This post has taken me over a year to write. I get so emotional just even thinking about it. If your child ate or drank a chemical, poison or any type of medication, do you know what to do?
Three years ago I was just sitting down to lunch with one of the girls from work. My phone rang, at first I was going to ignore but as it rang and rang I got a sixth sense to answer it.
‘Hi Kellie, where are you?’
‘Kayla’s not very well’
‘She’s had an accident, but she’s okay’
‘Can you get to the Hospital as soon as you can’
‘Don’t rush love, drive safe, she will be fine’
I pleaded and begged for the person on the other line to tell me exactly what happened but they wouldn’t, just that she ate something she shouldn’t have. I knew something was seriously wrong.
I will never ever forget the drive to the hospital that day. I almost ended up in a hospital bed myself.
I arrived and ran into the receptionist in tears and when I told her who I was looking for she had a sorry look on her face, ‘she’s in room one hunni’. But room one was empty and so was two and three. But there were two nurses standing outside room four just staring at me. Then a Paediatrician on the phone stood up from behind a desk and said ‘we’ve been waiting for you, it looks worse that what it is… please try not to panic’.
There she was, lifeless with wires hanging from every part of her body. There was a nurse sitting on the side of the bed. There was this black coal like stuff all over the bed, on her clothes and all around her mouth. One of the machines was beating like crazy cause her heart rate was low. She began jerking as if she was having a mild fit. She was completely out of it.
Kayla had eaten a tablet that was sitting in a medication cup in a bedroom, a sedative called Clozapine.
‘We are concerned that she hasn’t been responding to well, could you talk to her, maybe your familiar voice will help arouse her.’ They wanted to see how she would respond, to see if she was alert under the effects of the drug. And she did. She tried to lift her head towards me. I will never forget it.
The Doctor then explained everything. He had never encountered an overdose of it’s kind. They were very concerned about her kidneys. Tallaght Hospital at the time didn’t have a dialysis machine available god forbid she took a turn for the worse so she needed a transfer to Crumlin.
They brought her up to the High Dependency Unit while they arranged the transfer. Within the hour she was transferred by ambulance with a High Dependency Nurse by her side, into the Nephro Urology ward of Our Lady’s Children Hospital.
That whole day is a blur. I remember the first time I saw her, that image will never leave me. I remember thinking she is going to die.
I sat up all night leaning on her cot bed drifting in and out. Every single time the machine beeped my stomach turned upside down, I would shake her and run to the nurse’s station in a panic.
By morning she was very distressed. The effects of the drug were beginning to wear off. She was slurring some words. She couldn’t lift her legs, her head weighed a tonne and her arms were like jelly. She didn’t know where she was.
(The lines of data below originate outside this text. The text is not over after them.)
//! End-of-run totals.

use std::fmt;

use serde::Serialize;

use crate::dispatch::PackageLedger;
use crate::models::{PackageId, Truck, TruckId};

/// Per-truck totals.
#[derive(Debug, Clone, PartialEq, Serialize)]
pub struct TruckSummary {
    /// Truck ID.
    pub id: TruckId,
    /// Miles driven, including return legs.
    pub mileage: f64,
    /// Completed delivery runs.
    pub runs: u32,
    /// Packages delivered.
    pub delivered: usize,
}

/// Totals for a finished run.
///
/// # Examples
///
/// ```
/// use u_dispatch::config::DispatchConfig;
/// use u_dispatch::dispatch::PackageLedger;
/// use u_dispatch::models::Truck;
/// use u_dispatch::report::RunSummary;
///
/// let trucks = vec![Truck::new(1, &DispatchConfig::default())];
/// let summary = RunSummary::new(&trucks, &PackageLedger::default());
/// assert_eq!(summary.total_mileage, 0.0);
/// assert_eq!(summary.to_string(), "Truck #1: 0.0 miles in 0 runs\nTotal: 0.0 miles\n");
/// ```
#[derive(Debug, Clone, PartialEq, Serialize)]
pub struct RunSummary {
    /// Trucks in ID order.
    pub trucks: Vec<TruckSummary>,
    /// Sum of all truck mileages.
    pub total_mileage: f64,
    /// Number of delivered packages.
    pub delivered: usize,
    /// Packages delivered after their deadline.
    pub late: Vec<PackageId>,
}

impl RunSummary {
    /// Collects totals from the fleet and the ledger.
    pub fn new(trucks: &[Truck], ledger: &PackageLedger) -> Self {
        let mut rows: Vec<TruckSummary> = trucks
            .iter()
            .map(|t| TruckSummary {
                id: t.id(),
                mileage: t.mileage(),
                runs: t.runs(),
                delivered: t.history().iter().map(|run| run.len()).sum(),
            })
            .collect();
        rows.sort_by_key(|row| row.id);

        let total_mileage = rows.iter().fold(0.0, |acc, row| acc + row.mileage);
        let delivered = ledger.iter().filter(|p| p.is_delivered()).count();
        let late = ledger
            .iter()
            .filter(|p| p.delivered_on_time() == Some(false))
            .map(|p| p.id())
            .collect();

        Self {
            trucks: rows,
            total_mileage,
            delivered,
            late,
        }
    }

    /// Returns `true` if every delivered package met its deadline.
    pub fn all_on_time(&self) -> bool {
        self.late.is_empty()
    }

    /// Serializes the summary as pretty-printed JSON.
    #[cfg(feature = "json")]
    pub fn to_json(&self) -> Result<String, serde_json::Error> {
        serde_json::to_string_pretty(self)
    }
}

impl fmt::Display for RunSummary {
    fn fmt(&self, f: &mut fmt::Formatter<'_>) -> fmt::Result {
        for row in &self.trucks {
            writeln!(f, "Truck #{}: {:.1} miles in {} runs", row.id, row.mileage, row.runs)?;
        }
        writeln!(f, "Total: {:.1} miles", self.total_mileage)
    }
}
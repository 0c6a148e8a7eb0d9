//! Distance table parsing.

use tracing::debug;

use crate::distance::DistanceGraph;
use crate::models::Location;

use super::records::split_records;
use super::LoadError;

/// Parses the lower-triangular distance table into a graph.
///
/// Each record is `name, address, d0, d1, ..., di` where `dj` is the
/// distance to the location of record `j` and `di` is the diagonal. Empty
/// cells are ignored. The first record is the depot and is registered
/// under the [`HUB`](crate::models::HUB) key whatever its address column
/// says; later addresses are normalized into [`Location`] keys.
///
/// # Examples
///
/// ```
/// use u_dispatch::loader::parse_distances;
/// use u_dispatch::models::Location;
///
/// let text = "\
/// \"Western Governors University\",\" HUB\",0.0
/// \"International Peace Gardens\",\" 1060 Dalton Ave S\n(84104)\",7.2,0.0
/// ";
/// let graph = parse_distances(text).unwrap();
/// let dalton = Location::new("1060 Dalton Ave South (84104)");
/// assert_eq!(graph.distance(&Location::hub(), &dalton).unwrap(), 7.2);
/// assert_eq!(graph.name(&dalton), Some("International Peace Gardens"));
/// ```
pub fn parse_distances(text: &str) -> Result<DistanceGraph, LoadError> {
    let mut graph = DistanceGraph::new();
    let mut rows: Vec<Location> = Vec::new();

    for (line, fields) in split_records(text) {
        let [name, address, distances @ ..] = fields.as_slice() else {
            return Err(LoadError::MalformedRow {
                line,
                reason: "expected a name and an address column".to_owned(),
            });
        };
        let location = if rows.is_empty() {
            Location::hub()
        } else {
            Location::new(address)
        };
        graph.add_named_vertex(location.clone(), name.trim().to_owned());
        rows.push(location.clone());

        for (j, cell) in distances.iter().enumerate() {
            let cell = cell.trim();
            if cell.is_empty() {
                continue;
            }
            let Some(other) = rows.get(j) else {
                return Err(LoadError::MalformedRow {
                    line,
                    reason: format!("distance column {} has no matching row", j + 1),
                });
            };
            let weight: f64 = cell.parse().map_err(|_| LoadError::InvalidNumber {
                line,
                value: cell.to_owned(),
            })?;
            if !weight.is_finite() || weight < 0.0 {
                return Err(LoadError::InvalidNumber {
                    line,
                    value: cell.to_owned(),
                });
            }
            graph.add_edge(&location, other, weight)?;
        }
    }

    debug!(
        locations = graph.len(),
        complete = graph.is_complete(),
        "distance table loaded"
    );
    Ok(graph)
}
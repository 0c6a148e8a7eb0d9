//! Package table parsing.

use crate::models::{parse_clock, PackageRecord};

use super::records::split_records;
use super::LoadError;

const MIN_FIELDS: usize = 7;

/// Parses the package table.
///
/// Columns are `id, address, city, state, postal, deadline, mass, notes`;
/// the notes column may be missing. A first record whose ID column is not
/// a number is treated as a header and skipped.
///
/// # Examples
///
/// ```
/// use u_dispatch::loader::parse_packages;
///
/// let text = "\
/// 1,195 W Oakland Ave,Salt Lake City,UT,84115,10:30 AM,21,
/// 2,2530 S 500 E,Salt Lake City,UT,84106,EOD,44,\"Can only be on truck 2\"
/// ";
/// let records = parse_packages(text).unwrap();
/// assert_eq!(records.len(), 2);
/// assert_eq!(records[0].deadline, 630.0);
/// assert_eq!(records[1].notes, "Can only be on truck 2");
/// ```
pub fn parse_packages(text: &str) -> Result<Vec<PackageRecord>, LoadError> {
    let mut records = Vec::new();
    for (index, (line, fields)) in split_records(text).into_iter().enumerate() {
        let id_field = fields.first().map(|f| f.trim()).unwrap_or_default();
        if index == 0 && id_field.parse::<u32>().is_err() {
            continue;
        }
        records.push(parse_record(line, &fields)?);
    }
    Ok(records)
}

fn parse_record(line: usize, fields: &[String]) -> Result<PackageRecord, LoadError> {
    if fields.len() < MIN_FIELDS {
        return Err(LoadError::MalformedRow {
            line,
            reason: format!("expected at least {MIN_FIELDS} fields, found {}", fields.len()),
        });
    }
    let field = |i: usize| fields.get(i).map(|f| f.trim()).unwrap_or_default();

    let id = field(0).parse().map_err(|_| LoadError::InvalidNumber {
        line,
        value: field(0).to_owned(),
    })?;
    let deadline = parse_clock(field(5)).ok_or_else(|| LoadError::InvalidTime {
        line,
        value: field(5).to_owned(),
    })?;
    let mass = field(6).parse().map_err(|_| LoadError::InvalidNumber {
        line,
        value: field(6).to_owned(),
    })?;

    Ok(PackageRecord::new(id, field(1), field(4))
        .with_city(field(2), field(3))
        .with_deadline(deadline)
        .with_mass(mass)
        .with_notes(field(7)))
}
//! Run auditing and constraint violations.
//!
//! The scheduler enforces capacity, required-vehicle and grouping rules as
//! it loads; [`RunAuditor`] re-checks a finished run from the recorded
//! truck histories so tests and the CLI can verify the outcome
//! independently.

mod audit;

pub use audit::{evaluate_run, RunAuditor};

use serde::Serialize;

use crate::models::{Minutes, PackageId, TruckId};

/// A constraint broken by a finished run.
#[derive(Debug, Clone, PartialEq, Serialize)]
#[serde(tag = "type", rename_all = "snake_case")]
pub enum ViolationType {
    /// Delivered after the deadline.
    LateDelivery {
        /// Late package.
        package: PackageId,
        /// Delivery time.
        delivered_at: Minutes,
        /// Deadline it missed.
        deadline: Minutes,
    },
    /// Never delivered.
    Undelivered {
        /// Package still at the hub or on a truck.
        package: PackageId,
    },
    /// Delivered by a truck other than the one it requires.
    WrongTruck {
        /// Package.
        package: PackageId,
        /// Truck it must ride on.
        required: TruckId,
        /// Truck that delivered it.
        truck: TruckId,
    },
    /// Two group members were delivered on different runs.
    GroupSplit {
        /// Lower package ID of the pair.
        package: PackageId,
        /// Group member delivered separately.
        member: PackageId,
    },
    /// Recorded distance disagrees with a replay over the distance graph.
    MileageMismatch {
        /// Truck.
        truck: TruckId,
        /// Distance the truck recorded.
        recorded: f64,
        /// Distance the replay produced.
        expected: f64,
    },
    /// A recorded run uses a leg the distance graph cannot answer.
    UnreplayableRun {
        /// Truck.
        truck: TruckId,
        /// Run number on that truck.
        run: u32,
        /// Why the replay failed.
        reason: String,
    },
}

/// A constraint violation found by the audit.
#[derive(Debug, Clone, PartialEq, Serialize)]
pub struct Violation {
    /// The type of violation.
    pub kind: ViolationType,
}

impl Violation {
    /// Creates a new violation.
    pub fn new(kind: ViolationType) -> Self {
        Self { kind }
    }
}
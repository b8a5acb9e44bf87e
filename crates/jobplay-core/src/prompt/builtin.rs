//! Built-in system prompts for the conversion and review roles.
//!
//! Both are rendered through [`super::template::render`]: single-brace
//! names are placeholders, doubled braces are literal.

// ─── Conversion ───────────────────────────────────────────────────────────

pub const CONVERT_SYSTEM_PROMPT: &str = r#"Today Date: {datetime}

You convert Control-M job definitions (JSON) into valid, efficient Ansible playbooks that follow Ansible best practices. Every Control-M attribute must be mapped onto an equivalent Ansible construct.

---

## Feedback
Feedback from a previous review of your output is listed below. Address every item. If the list is empty, proceed normally.

Feedback:

{feedback}

---

## Input
A single Control-M job in JSON. It may contain:
- `job_name`: name of the job.
- `command`: shell command to execute.
- `schedule`: when the job runs (`type` such as daily/weekly/hourly, `time` as HH:MM, or a `cron` expression).
- `environment_variables`: variables the command needs.
- `retry`: retry logic (`count` and `delay` between attempts).
- `depends_on`: jobs that must finish first.

---

## Task
- Produce a playbook that is a non-empty list of plays.
- Each play defines `name`, `hosts`, `become` (when elevated privileges are needed), optional `vars`, and an ordered `tasks` list.
- Map `command` to a `shell` (or `command`) task.
- Map `schedule` to a `cron` task, deriving `minute`/`hour` (and `weekday`/`day` where relevant) from the schedule.
- Attach `environment_variables` as an `environment` block on the task that runs the command.
- Map `retry.count` to `retries` and `retry.delay` to `delay` in seconds, using `register` and `until` so retries actually apply.
- Express dependencies as `when` conditions or handlers. Declare handlers in a separate `handlers` list, never inside `tasks`.

---

## Remember
- Output only the playbook, as valid JSON (a list of play objects). No commentary.
- Keep the playbook minimal and faithful to the job.
"#;

// ─── Review ───────────────────────────────────────────────────────────────

pub const REVIEW_SYSTEM_PROMPT: &str = r#"Today Date: {datetime}

You review Ansible playbooks generated from Control-M job definitions. Compare the original job with the playbook you are given, check accuracy, completeness and best practices, and decide whether the playbook is valid.

---

## Original Control-M Job

{controlm_job}

## Lint Result

{lint}

---

## Validation Criteria (in priority order)
1. **Command**: the job's command runs unchanged in the playbook.
2. **Schedule**: the job's schedule is implemented with the `cron` module and matches time and frequency.
3. **Environment variables**: every variable from the job is present.
4. **Retries**: retry count and delay (in seconds) are implemented, e.g. `retries`/`delay`/`until`.
5. **Structure**: plays and tasks are named, nested correctly and follow best practices. Take the lint result into account.

---

## Output Format
Answer with a single JSON object and nothing else:

{{
  "status": "valid or not valid",
  "comments": "short explanation of the decision",
  "improvements": [
    "one specific change needed to make the playbook valid"
  ]
}}

---

## Example

Control-M job:

{{
  "job_name": "data_cleanup",
  "command": "/usr/local/bin/cleanup.sh",
  "schedule": {{ "type": "daily", "time": "01:00" }},
  "environment_variables": {{ "CLEANUP_DIR": "/data/cleanup" }},
  "retry": {{ "count": 3, "delay": "5m" }}
}}

Playbook:

- name: Run data cleanup job
  hosts: localhost
  tasks:
    - name: Run cleanup script
      shell: /usr/local/bin/cleanup.sh
      environment:
        CLEANUP_DIR: /data/cleanup
      retries: 3
      delay: 300

Expected answer:

{{
  "status": "not valid",
  "comments": "The daily 01:00 schedule is not implemented.",
  "improvements": [
    "Add a cron task running /usr/local/bin/cleanup.sh daily at 01:00 (minute 0, hour 1).",
    "Register the command result and add `until` so `retries` and `delay` take effect."
  ]
}}

---

## Remember
- Do not over-engineer the revision.
- If the playbook is valid, `improvements` must be an empty list.
"#;
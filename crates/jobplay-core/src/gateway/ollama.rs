//! Ollama gateway, `POST {base_url}/api/generate` with `stream: false`.
//!
//! In raw mode the system prompt and the user turn are concatenated into a
//! single prompt and Ollama's own chat template is bypassed, so the turn
//! delimiters configured on the role agent reach the model verbatim.

use async_trait::async_trait;

use super::{http_client, non_empty, post_json, GatewayConfig, ModelGateway, Payload, RawResponse};
use crate::error::AgentError;

pub struct OllamaGateway {
    client: reqwest::Client,
    base_url: String,
    model: String,
    temperature: Option<f64>,
    raw: bool,
}

impl OllamaGateway {
    pub fn new(config: &GatewayConfig) -> Self {
        Self {
            client: http_client(config.timeout_secs),
            base_url: config.base_url(),
            model: config.model.clone(),
            temperature: config.temperature,
            raw: config.raw,
        }
    }
}

#[async_trait]
impl ModelGateway for OllamaGateway {
    fn name(&self) -> &str {
        "ollama"
    }

    fn prepare_payload(&self, user_text: &str, system_prompt: &str) -> Payload {
        let mut body = if self.raw {
            serde_json::json!({
                "model": self.model,
                "prompt": format!("{}{}", system_prompt, user_text),
                "raw": true,
                "stream": false,
            })
        } else {
            serde_json::json!({
                "model": self.model,
                "prompt": user_text,
                "system": system_prompt,
                "stream": false,
            })
        };

        if let Some(temp) = self.temperature {
            body["options"] = serde_json::json!({ "temperature": temp });
        }

        Payload { body }
    }

    async fn send(&self, payload: Payload) -> Result<RawResponse, AgentError> {
        let url = format!("{}/api/generate", self.base_url);
        tracing::debug!("[Gateway] Calling Ollama: {} (model: {})", url, self.model);
        post_json(self.name(), self.client.post(&url), &payload).await
    }

    fn extract_content(&self, response: &RawResponse) -> Result<String, AgentError> {
        let content = response
            .body
            .get("response")
            .and_then(|r| r.as_str())
            .ok_or_else(|| AgentError::malformed(self.name(), "missing 'response' field"))?;
        non_empty(self.name(), "response", content)
    }
}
Even if she was able to move she couldn’t because there were so many wires hanging from her.
By lunchtime, she was hungry so the nurses helped me prop her up on a chair so she could have some toast. She ate maybe four or five bites, but according to the nurses, this was really good progress. They hooked her up to an IV and she slept for the best part of the day.
By that evening like some sort of miracle her blood tests came back clear. Every single one of them. Although she was still a little confused, she was up playing, being the loud-mouthed Kayla we all know and love. Thankfully she continued to progress until she was discharged.
My two year old was very lucky was extremely lucky.
In Ireland, one thousand kids are hospitalised each year with poisoning. After my experience, I cannot stress how important it is to keep all medicines, electronic cigarettes, washing and dishwasher tablets/pods/capsules, cosmetics and cleaning products locked away in a secure cupboard AT ALL TIMES. Also watch for stuff in the garden like slug pellets, weed killer, mushrooms and fungi.
If you think your child has been poisoned stay calm but act quick. If your child has eaten something make them spit it out and use your hands to remove any remaining pieces in their mouth, and do not give your child anything to eat or drink or make them vomit. And seek medical help immediately. If you are in Ireland ring the Poisons Information Centre in Beaumont on 01-8092166. They are open from 8am-10pm daily, outside of these hours call 999/112. And if you are living in the UK ring 999.